Harrods says online customer data may have been taken in IT breach; passwords and payments not affected
Personal data such as names and contact details may have been exposed in a breach tied to a third-party provider. Harrods says its own systems were not compromised and no passwords or payment details were taken; authorities have been not…
Harrods said the personal data of some online customers may have been taken from the systems of a third-party provider in an IT breach, including names and contact details. The retailer said its own systems were not compromised and that no passwords or payment details were taken.
In an email sent to customers on Friday evening, Harrods described the breach as an 'isolated incident' that has been contained, and said it is working closely with the third party to ensure that all appropriate actions are being taken. 'The third party has confirmed this is an isolated incident which has been contained, and we are working closely with them to ensure that all appropriate actions are being taken. We have notified all relevant authorities,' the message said.

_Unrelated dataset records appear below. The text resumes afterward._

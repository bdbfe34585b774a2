//! Tree paths
//!
//! A [`Path`] addresses a node in the state tree as a sequence of string keys.
//! The root is the empty path and displays as `/`.

use std::fmt;

use serde::{Deserialize, Deserializer, Serialize, Serializer};

/// Segment that moves one level up when resolving relative wires.
pub const PARENT_SEGMENT: &str = "..";

/// Absolute location of a node in the state tree.
#[derive(Debug, Clone, Default, PartialEq, Eq, Hash, PartialOrd, Ord)]
pub struct Path {
    segments: Vec<String>,
}

impl Path {
    pub fn root() -> Self {
        Self::default()
    }

    pub fn new<I, S>(segments: I) -> Self
    where
        I: IntoIterator<Item = S>,
        S: Into<String>,
    {
        Self {
            segments: segments.into_iter().map(Into::into).collect(),
        }
    }

    /// Parse a `/`-separated path. Empty segments are ignored, so `/a//b`
    /// and `a/b` are the same path.
    pub fn parse(s: &str) -> Self {
        Self::new(s.split('/').filter(|seg| !seg.is_empty()))
    }

    pub fn segments(&self) -> &[String] {
        &self.segments
    }

    pub fn len(&self) -> usize {
        self.segments.len()
    }

    pub fn is_root(&self) -> bool {
        self.segments.is_empty()
    }

    pub fn last(&self) -> Option<&str> {
        self.segments.last().map(String::as_str)
    }

    pub fn parent(&self) -> Option<Path> {
        if self.segments.is_empty() {
            return None;
        }
        Some(Self {
            segments: self.segments[..self.segments.len() - 1].to_vec(),
        })
    }

    pub fn child(&self, key: impl Into<String>) -> Path {
        let mut segments = self.segments.clone();
        segments.push(key.into());
        Self { segments }
    }

    pub fn join(&self, other: &Path) -> Path {
        let mut segments = self.segments.clone();
        segments.extend(other.segments.iter().cloned());
        Self { segments }
    }

    /// Resolve relative segments against this path, honouring `..`.
    ///
    /// Returns `None` when `..` would climb above the root.
    pub fn resolve<S: AsRef<str>>(&self, relative: &[S]) -> Option<Path> {
        let mut segments = self.segments.clone();
        for seg in relative {
            match seg.as_ref() {
                PARENT_SEGMENT => {
                    segments.pop()?;
                }
                "" | "." => {}
                other => segments.push(other.to_string()),
            }
        }
        Some(Self { segments })
    }

    pub fn starts_with(&self, prefix: &Path) -> bool {
        self.segments.starts_with(&prefix.segments)
    }

    /// Whether either path is a prefix of the other.
    ///
    /// Two overlapping paths touch the same data: a write to `cells` affects a
    /// reader of `cells/0/delta` and vice versa.
    pub fn overlaps(&self, other: &Path) -> bool {
        self.starts_with(other) || other.starts_with(self)
    }

    /// The remainder of this path below `prefix`, if it is a prefix.
    pub fn strip_prefix(&self, prefix: &Path) -> Option<&[String]> {
        self.segments.strip_prefix(prefix.segments.as_slice())
    }
}

impl fmt::Display for Path {
    fn fmt(&self, f: &mut fmt::Formatter<'_>) -> fmt::Result {
        if self.segments.is_empty() {
            return write!(f, "/");
        }
        for seg in &self.segments {
            write!(f, "/{}", seg)?;
        }
        Ok(())
    }
}

impl From<&str> for Path {
    fn from(s: &str) -> Self {
        Self::parse(s)
    }
}

impl From<Vec<String>> for Path {
    fn from(segments: Vec<String>) -> Self {
        Self { segments }
    }
}

impl Serialize for Path {
    fn serialize<S: Serializer>(&self, serializer: S) -> Result<S::Ok, S::Error> {
        serializer.collect_str(self)
    }
}

impl<'de> Deserialize<'de> for Path {
    fn deserialize<D: Deserializer<'de>>(deserializer: D) -> Result<Self, D::Error> {
        let s = String::deserialize(deserializer)?;
        Ok(Path::parse(&s))
    }
}

#[cfg(test)]
mod tests {
    use super::*;

    #[test]
    fn test_parse_and_display() {
        let path = Path::parse("cells/0/delta");
        assert_eq!(path.len(), 3);
        assert_eq!(path.to_string(), "/cells/0/delta");
        assert_eq!(Path::root().to_string(), "/");
        assert_eq!(Path::parse("/cells//0"), Path::new(["cells", "0"]));
    }

    #[test]
    fn test_resolve_relative() {
        let scope = Path::parse("environment/0");
        assert_eq!(scope.resolve(&["mass"]), Some(Path::parse("environment/0/mass")));
        assert_eq!(scope.resolve(&[".."]), Some(Path::parse("environment")));
        assert_eq!(scope.resolve(&["..", "..", "time"]), Some(Path::parse("time")));
        assert_eq!(scope.resolve(&["..", "..", ".."]), None);
    }

    #[test]
    fn test_overlaps() {
        let cells = Path::parse("cells");
        let delta = Path::parse("cells/0/delta");
        let table = Path::parse("neighborhood");
        assert!(cells.overlaps(&delta));
        assert!(delta.overlaps(&cells));
        assert!(!cells.overlaps(&table));
        assert!(Path::root().overlaps(&table));
    }

    #[test]
    fn test_strip_prefix() {
        let delta = Path::parse("cells/0/delta");
        let rest = delta.strip_prefix(&Path::parse("cells")).unwrap();
        assert_eq!(rest, ["0".to_string(), "delta".to_string()]);
        assert!(delta.strip_prefix(&Path::parse("other")).is_none());
    }
}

Harrods also said its own system had not been compromised and that the breach is not connected to a cyber attack in May, when it restricted internet access across its sites as a precaution after an attempt to gain unauthorized access. The May incident was linked, in public summaries, to a loosely connected group of hackers that claimed responsibility for earlier high-profile hacks on Marks & Spencer and the Co-op.

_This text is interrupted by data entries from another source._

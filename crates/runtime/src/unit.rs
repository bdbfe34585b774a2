//! Unit contract
//!
//! Processes and steps are the two kinds of computation unit. Both declare
//! typed input and output ports, receive copies of their input values and
//! answer with one [`Delta`] per output port. They never touch the tree.
//!
//! External simulators are wrapped behind the capability traits
//! [`Steppable`], [`HasNeighborQuery`] and [`HasScalarState`]; an adapter
//! implements exactly the capabilities it has.

use std::fmt;

use indexmap::IndexMap;
use tracing::warn;

use crate::delta::Delta;
use crate::error::{AdapterError, Error, Result};
use crate::path::Path;
use crate::types::{Time, UnitKind, Value};

/// Declared port: a type expression and an optional default wire.
#[derive(Debug, Clone, PartialEq)]
pub struct Port {
    pub type_expr: String,
    pub default_wire: Option<Vec<String>>,
}

impl Port {
    pub fn new(type_expr: impl Into<String>) -> Self {
        Self {
            type_expr: type_expr.into(),
            default_wire: None,
        }
    }

    /// A port that connects to `wire` when the declaration does not wire it.
    pub fn wired(type_expr: impl Into<String>, wire: &[&str]) -> Self {
        Self {
            type_expr: type_expr.into(),
            default_wire: Some(wire.iter().map(|s| s.to_string()).collect()),
        }
    }
}

/// Port name to port declaration, in declaration order.
pub type Ports = IndexMap<String, Port>;

/// Port name to a copy of the port's current value.
pub type State = IndexMap<String, Value>;

/// Port name to the delta the unit wants applied there.
pub type Update = IndexMap<String, Delta>;

/// Build a [`Ports`] table from `(name, type)` pairs.
pub fn ports(entries: &[(&str, &str)]) -> Ports {
    entries
        .iter()
        .map(|(name, ty)| (name.to_string(), Port::new(*ty)))
        .collect()
}

/// Behaviour shared by processes and steps.
pub trait Unit: Send {
    fn inputs(&self) -> Ports;

    fn outputs(&self) -> Ports;

    /// Values used to seed port paths that are missing from the tree.
    fn initial_state(&mut self) -> std::result::Result<State, AdapterError> {
        Ok(State::new())
    }
}

/// A unit that advances over a time interval.
pub trait Process: Unit {
    fn update(&mut self, state: &State, interval: Time) -> std::result::Result<Update, AdapterError>;
}

/// A unit that reacts instantaneously to input changes.
///
/// Updates must be idempotent: identical inputs produce an equivalent delta
/// and a second call on its own output produces an empty one.
pub trait Step: Unit {
    fn update(&mut self, state: &State) -> std::result::Result<Update, AdapterError>;
}

/// Advance a wrapped simulator.
pub trait Steppable {
    fn step(&mut self, dt: Time) -> std::result::Result<(), AdapterError>;
}

/// Adjacency information for an entity population.
pub trait HasNeighborQuery {
    /// Entity ids in the adjacency, in stable order.
    fn vertices(&self) -> Vec<String>;

    /// Neighbor id to contact weight for `id`.
    fn neighbor_weights(&self, id: &str) -> IndexMap<String, f64>;
}

/// Named scalar state of a wrapped simulator.
pub trait HasScalarState {
    fn scalar(&self, name: &str) -> Option<f64>;

    fn set_scalar(&mut self, name: &str, value: f64) -> std::result::Result<(), AdapterError>;
}

/// A constructed unit.
pub enum UnitImpl {
    Process(Box<dyn Process>),
    Step(Box<dyn Step>),
}

impl UnitImpl {
    pub fn kind(&self) -> UnitKind {
        match self {
            UnitImpl::Process(_) => UnitKind::Process,
            UnitImpl::Step(_) => UnitKind::Step,
        }
    }

    pub fn inputs(&self) -> Ports {
        match self {
            UnitImpl::Process(p) => p.inputs(),
            UnitImpl::Step(s) => s.inputs(),
        }
    }

    pub fn outputs(&self) -> Ports {
        match self {
            UnitImpl::Process(p) => p.outputs(),
            UnitImpl::Step(s) => s.outputs(),
        }
    }

    pub fn initial_state(&mut self) -> std::result::Result<State, AdapterError> {
        match self {
            UnitImpl::Process(p) => p.initial_state(),
            UnitImpl::Step(s) => s.initial_state(),
        }
    }
}

impl fmt::Debug for UnitImpl {
    fn fmt(&self, f: &mut fmt::Formatter<'_>) -> fmt::Result {
        write!(f, "UnitImpl::{}", self.kind())
    }
}

type Constructor = Box<dyn Fn(&Value) -> std::result::Result<UnitImpl, AdapterError> + Send + Sync>;

/// Maps unit addresses (`local:<name>`) to constructors.
#[derive(Default)]
pub struct UnitRegistry {
    constructors: IndexMap<String, (UnitKind, Constructor)>,
}

impl fmt::Debug for UnitRegistry {
    fn fmt(&self, f: &mut fmt::Formatter<'_>) -> fmt::Result {
        f.debug_struct("UnitRegistry")
            .field("addresses", &self.constructors.keys().collect::<Vec<_>>())
            .finish()
    }
}

impl UnitRegistry {
    pub fn new() -> Self {
        Self::default()
    }

    /// Register a process constructor under `address`.
    pub fn register_process<P, F>(&mut self, address: &str, build: F)
    where
        P: Process + 'static,
        F: Fn(&Value) -> std::result::Result<P, AdapterError> + Send + Sync + 'static,
    {
        let constructor: Constructor =
            Box::new(move |config| build(config).map(|p| UnitImpl::Process(Box::new(p))));
        self.insert(address, UnitKind::Process, constructor);
    }

    /// Register a step constructor under `address`.
    pub fn register_step<S, F>(&mut self, address: &str, build: F)
    where
        S: Step + 'static,
        F: Fn(&Value) -> std::result::Result<S, AdapterError> + Send + Sync + 'static,
    {
        let constructor: Constructor =
            Box::new(move |config| build(config).map(|s| UnitImpl::Step(Box::new(s))));
        self.insert(address, UnitKind::Step, constructor);
    }

    fn insert(&mut self, address: &str, kind: UnitKind, constructor: Constructor) {
        if self
            .constructors
            .insert(address.to_string(), (kind, constructor))
            .is_some()
        {
            warn!(address, "replacing registered unit");
        }
    }

    pub fn contains(&self, address: &str) -> bool {
        self.constructors.contains_key(address)
    }

    pub fn addresses(&self) -> impl Iterator<Item = &str> {
        self.constructors.keys().map(String::as_str)
    }

    /// Construct the unit declared at `unit`.
    ///
    /// The declared kind must match the registered kind.
    pub fn construct(&self, unit: &Path, kind: UnitKind, address: &str, config: &Value) -> Result<UnitImpl> {
        let (registered, constructor) =
            self.constructors
                .get(address)
                .ok_or_else(|| Error::UnknownAddress {
                    unit: unit.clone(),
                    address: address.to_string(),
                })?;
        if *registered != kind {
            return Err(Error::InvalidDeclaration {
                path: unit.clone(),
                message: format!("`{address}` is a {registered}, declared as a {kind}"),
            });
        }
        constructor(config).map_err(|source| Error::Adapter {
            unit: unit.clone(),
            source,
        })
    }
}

In July, the National Crime Agency arrested four people in connection with those hacks: a 20-year-old woman was arrested in Staffordshire and three males aged 17 to 19 were detained in London and the West Midlands. All have since been released on bail. Separately, another group claimed responsibility for an August cyber attack that halted Jaguar Land Rover's global production lines until earlier this week.

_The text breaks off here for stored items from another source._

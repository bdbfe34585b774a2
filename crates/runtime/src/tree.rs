//! The state tree
//!
//! A typed, nested key-value store. Every node carries a [`Schema`]; branch
//! nodes own ordered children, leaf nodes own a [`Value`] and unit nodes hold
//! the declaration of a process or step.
//!
//! The tree is exclusively owned by the scheduler. Units only ever see copies
//! of their port values, and all writes go through merges, explicit sets or
//! [`apply`](StateTree::apply).
//!
//! Two literal forms are recognised when building nodes:
//! - a map with `_type: "process" | "step"` is a unit declaration
//! - a map with `_type: <type expression>` (and optionally `_value`) is a
//!   typed node; without `_value` it starts from the type's default

use indexmap::IndexMap;

use crate::error::{Error, Result};
use crate::path::Path;
use crate::registry::TypeRegistry;
use crate::schema::Schema;
use crate::types::Value;
use crate::wiring::UnitDeclaration;

#[derive(Debug, Clone, PartialEq)]
pub enum NodeKind {
    Leaf(Value),
    Branch(IndexMap<String, Node>),
    Unit(UnitDeclaration),
}

/// A node of the state tree.
#[derive(Debug, Clone, PartialEq)]
pub struct Node {
    pub(crate) schema: Schema,
    /// Whether the schema was declared (by a literal or a port) rather than
    /// inferred from the value.
    pub(crate) declared: bool,
    pub(crate) kind: NodeKind,
}

impl Node {
    pub fn branch() -> Self {
        Self {
            schema: Schema::Any,
            declared: false,
            kind: NodeKind::Branch(IndexMap::new()),
        }
    }

    pub fn schema(&self) -> &Schema {
        &self.schema
    }

    pub fn kind(&self) -> &NodeKind {
        &self.kind
    }

    pub fn is_declared(&self) -> bool {
        self.declared
    }

    /// Build a node from a tree literal.
    ///
    /// `hint` is the schema the parent pins for this position, if any.
    pub fn from_value(
        value: &Value,
        hint: Option<&Schema>,
        path: &Path,
        types: &TypeRegistry,
    ) -> Result<Node> {
        if let Value::Map(entries) = value {
            if UnitDeclaration::is_declaration(value) {
                return Ok(Node {
                    schema: Schema::Opaque,
                    declared: false,
                    kind: NodeKind::Unit(UnitDeclaration::from_value(value, path)?),
                });
            }
            if let Some(expr) = entries.get("_type").and_then(Value::as_str) {
                let declared = types.resolve(expr)?;
                let schema = match hint {
                    Some(h) => h
                        .unify(&declared)
                        .ok_or_else(|| Error::mismatch(path, h, &declared))?,
                    None => declared,
                };
                let inner = match entries.get("_value") {
                    Some(v) => v.clone(),
                    None => types.default_value(&schema),
                };
                return Node::from_value(&inner, Some(&schema), path, types);
            }
        }

        let (schema, declared) = match hint {
            Some(s) => (s.clone(), true),
            None => (Schema::infer(value), false),
        };

        if schema.is_branch() {
            let Value::Map(entries) = value else {
                return Err(Error::mismatch(path, &schema, value.kind_name()));
            };
            let mut children = IndexMap::with_capacity(entries.len());
            for (key, child) in entries {
                let node = Node::from_value(child, schema.child(key), &path.child(key.as_str()), types)?;
                children.insert(key.clone(), node);
            }
            Ok(Node {
                schema,
                declared,
                kind: NodeKind::Branch(children),
            })
        } else {
            if declared {
                types.validate(value, &schema, path)?;
            }
            Ok(Node {
                schema,
                declared,
                kind: NodeKind::Leaf(value.clone()),
            })
        }
    }

    /// Snapshot this node as a literal.
    pub fn to_value(&self) -> Value {
        match &self.kind {
            NodeKind::Leaf(value) => value.clone(),
            NodeKind::Branch(children) => Value::Map(
                children
                    .iter()
                    .map(|(k, child)| (k.clone(), child.to_value()))
                    .collect(),
            ),
            NodeKind::Unit(decl) => decl.to_value(),
        }
    }

    /// Ordinary schema-aware merge. Returns whether anything changed.
    pub(crate) fn merge(&mut self, delta: &Value, path: &Path, types: &TypeRegistry) -> Result<bool> {
        if delta.is_null() {
            return Ok(false);
        }
        match &mut self.kind {
            NodeKind::Leaf(value) => {
                let next = types.merge(value, delta, &self.schema, path)?;
                let changed = next != *value;
                *value = next;
                Ok(changed)
            }
            NodeKind::Branch(children) => {
                let Value::Map(updates) = delta else {
                    return Err(Error::mismatch(path, &self.schema, delta.kind_name()));
                };
                let mut changed = false;
                for (key, update) in updates {
                    let child_path = path.child(key.as_str());
                    match children.get_mut(key) {
                        Some(child) => changed |= child.merge(update, &child_path, types)?,
                        None if update.is_null() => {}
                        None => {
                            let node = Node::merged_child(update, self.schema.child(key), &child_path, types)?;
                            children.insert(key.clone(), node);
                            changed = true;
                        }
                    }
                }
                Ok(changed)
            }
            NodeKind::Unit(_) => Err(Error::mismatch(path, "state value", "unit declaration")),
        }
    }

    /// A child created by an ordinary merge into a branch.
    ///
    /// Units are only created through add markers, never by a merge.
    pub(crate) fn merged_child(
        value: &Value,
        schema: Option<&Schema>,
        path: &Path,
        types: &TypeRegistry,
    ) -> Result<Node> {
        if UnitDeclaration::is_declaration(value) {
            return Err(Error::mismatch(path, "state value", "unit declaration"));
        }
        Node::from_value(value, schema, path, types)
    }

    /// Adopt a declared schema, validating the current contents against it.
    ///
    /// Record fields missing from the node are seeded with defaults.
    pub(crate) fn adopt(&mut self, schema: &Schema, path: &Path, types: &TypeRegistry) -> Result<()> {
        let target = if self.declared {
            self.schema
                .unify(schema)
                .ok_or_else(|| Error::mismatch(path, schema, &self.schema))?
        } else {
            schema.clone()
        };

        match &mut self.kind {
            NodeKind::Unit(_) => {
                return Err(Error::mismatch(path, &target, "unit declaration"));
            }
            NodeKind::Leaf(value) => {
                if target.is_branch() {
                    let value = value.clone();
                    *self = Node::from_value(&value, Some(&target), path, types)?;
                    return Ok(());
                }
                types.validate(value, &target, path)?;
            }
            NodeKind::Branch(children) => {
                if target.is_branch() {
                    for (key, child) in children.iter_mut() {
                        if let Some(child_schema) = target.child(key) {
                            child.adopt(child_schema, &path.child(key.as_str()), types)?;
                        }
                    }
                    if let Schema::Record(fields) = &target {
                        for (key, field) in fields {
                            if !children.contains_key(key) {
                                let default = types.default_value(field);
                                let node =
                                    Node::from_value(&default, Some(field), &path.child(key.as_str()), types)?;
                                children.insert(key.clone(), node);
                            }
                        }
                    }
                } else {
                    let value = Value::Map(
                        children
                            .iter()
                            .map(|(k, child)| (k.clone(), child.to_value()))
                            .collect(),
                    );
                    types.validate(&value, &target, path)?;
                    self.kind = NodeKind::Leaf(value);
                }
            }
        }
        self.schema = target;
        self.declared = true;
        Ok(())
    }

    fn collect_units(&self, path: &Path, out: &mut Vec<(Path, UnitDeclaration)>) {
        match &self.kind {
            NodeKind::Unit(decl) => out.push((path.clone(), decl.clone())),
            NodeKind::Branch(children) => {
                for (key, child) in children {
                    child.collect_units(&path.child(key.as_str()), out);
                }
            }
            NodeKind::Leaf(_) => {}
        }
    }
}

Richard Horne, chief executive of the National Cyber Security Centre, said cyber attacks may sound theoretical and technical, but have real-world impact on real people. 'Increasingly the attackers are getting good at causing those impacts, they're refining their techniques,' he told BBC Radio 4's Today programme. 'These criminal attackers... they don't care who they hit, and they don't care how they hurt them. All organisations, big and small, regardless of whether you think of yourself as critical to the nation or not, to protect you and to protect your customers there are things that have to be done to secure your system.'
The breach underscores the ongoing risk to consumers and retailers as cyber threats evolve, and the need for robust vendor management and threat monitoring across supply chains.